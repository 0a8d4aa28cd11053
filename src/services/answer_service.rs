use std::sync::Arc;
use std::time::Instant;

use chrono::Utc;
use tracing::{debug, error, info, warn};
use uuid::Uuid;

use crate::config::Config;
use crate::error::{InferenceError, RequestError};
use crate::middleware::CorsPolicy;
use crate::models::{AnswerBody, AnswerMetadata, ApiEvent, ApiResponse, ErrorResponse, Trace};
use crate::services::{
    connect, extract_text, ContextRetriever, InferenceClient, QueryExtractor, RetrievedContext,
};
use crate::utils::generate_answer_prompt;

pub const NO_ANSWER: &str = "I couldn't find enough reliable information to answer that.";

/// The request handler: event in, `{statusCode, headers, body}` out.
#[derive(Clone)]
pub struct AnswerService {
    cors: Arc<CorsPolicy>,
    extractor: QueryExtractor,
    retriever: ContextRetriever,
    inference: Arc<dyn InferenceClient>,
}

#[derive(Debug, Clone)]
pub struct GeneratedAnswer {
    pub text: String,
    pub context: RetrievedContext,
}

impl AnswerService {
    pub fn new(
        config: &Config,
        retriever: ContextRetriever,
        inference: Arc<dyn InferenceClient>,
    ) -> Self {
        Self {
            cors: Arc::new(CorsPolicy::new(&config.cors)),
            extractor: QueryExtractor::new(&config.request),
            retriever,
            inference,
        }
    }

    pub async fn from_config(config: &Config) -> anyhow::Result<Self> {
        let client = reqwest::Client::builder()
            .user_agent(concat!(env!("CARGO_PKG_NAME"), "/", env!("CARGO_PKG_VERSION")))
            .build()?;

        let retriever = ContextRetriever::from_config(&config.search, client.clone());
        let inference = connect(client, &config.inference).await;
        info!(
            model = %inference.model_id(),
            backend = ?config.inference.backend(),
            providers = ?retriever.provider_names(),
            "Answer service configured"
        );

        Ok(Self::new(config, retriever, inference))
    }

    pub fn cors_policy(&self) -> Arc<CorsPolicy> {
        self.cors.clone()
    }

    pub fn retriever(&self) -> &ContextRetriever {
        &self.retriever
    }

    pub fn model_id(&self) -> String {
        self.inference.model_id()
    }

    pub async fn handle(&self, event: &ApiEvent) -> ApiResponse {
        debug!(method = %event.method, origin = ?event.origin(), "Event received");
        let headers = self.cors.headers(event.origin());

        if event.is_preflight() {
            info!("Handling OPTIONS preflight request");
            return ApiResponse::empty(200, headers);
        }

        let started = Instant::now();
        let request_id = Uuid::new_v4();

        let question = match self.extractor.extract(event.body.as_deref()) {
            Ok(question) => question,
            Err(e) => {
                warn!(%request_id, "Rejected request: {}", e);
                return ApiResponse::json(400, headers, &request_error_body(&e));
            }
        };
        info!(%request_id, question = %question.text, "Answering question");

        match self.answer(&question.text).await {
            Ok(generated) => {
                info!(
                    %request_id,
                    answer_chars = generated.text.chars().count(),
                    sources = generated.context.sources.len(),
                    "Generated answer"
                );
                let body = AnswerBody {
                    answer: generated.text,
                    trace: Trace {
                        kb_used: false,
                        web_used: !generated.context.sources.is_empty(),
                    },
                    metadata: AnswerMetadata {
                        request_id,
                        model: self.inference.model_id(),
                        web_results: generated.context.web_results,
                        news_results: generated.context.news_results,
                        duration_ms: started.elapsed().as_millis() as u64,
                        generated_at: Utc::now(),
                    },
                    sources: generated.context.sources,
                };
                ApiResponse::json(200, headers, &body)
            }
            Err(e) => {
                error!(%request_id, "Inference error: {}", e);
                ApiResponse::json(
                    500,
                    headers,
                    &ErrorResponse::with_details("Failed to generate answer", e.to_string()),
                )
            }
        }
    }

    /// Only an inference failure is an error.
    pub async fn answer(&self, question: &str) -> Result<GeneratedAnswer, InferenceError> {
        let context = self.retriever.retrieve(question).await;
        let prompt = generate_answer_prompt(question, &context.sources);

        let raw = self.inference.invoke(&prompt).await?;
        let extracted = extract_text(&raw);
        let extracted = extracted.trim();

        let text = if extracted.is_empty() || extracted == "{}" {
            context
                .web_answer
                .clone()
                .unwrap_or_else(|| NO_ANSWER.to_string())
        } else {
            extracted.to_string()
        };

        Ok(GeneratedAnswer { text, context })
    }
}

fn request_error_body(e: &RequestError) -> ErrorResponse {
    match e.details() {
        Some(details) => ErrorResponse::with_details(e.to_string(), details),
        None => ErrorResponse::new(e.to_string()),
    }
}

○ ○ ○ ○

## Exercise
Beginning with the line that holds "pub async fn answer(&self, question: &str)", please return every line through the end of the data, exactly as written.

## Answer box
    pub async fn answer(&self, question: &str) -> Result<GeneratedAnswer, InferenceError> {
        let context = self.retriever.retrieve(question).await;
        let prompt = generate_answer_prompt(question, &context.sources);

        let raw = self.inference.invoke(&prompt).await?;
        let extracted = extract_text(&raw);
        let extracted = extracted.trim();

        let text = if extracted.is_empty() || extracted == "{}" {
            context
                .web_answer
                .clone()
                .unwrap_or_else(|| NO_ANSWER.to_string())
        } else {
            extracted.to_string()
        };

        Ok(GeneratedAnswer { text, context })
    }
}

fn request_error_body(e: &RequestError) -> ErrorResponse {
    match e.details() {
        Some(details) => ErrorResponse::with_details(e.to_string(), details),
        None => ErrorResponse::new(e.to_string()),
    }
}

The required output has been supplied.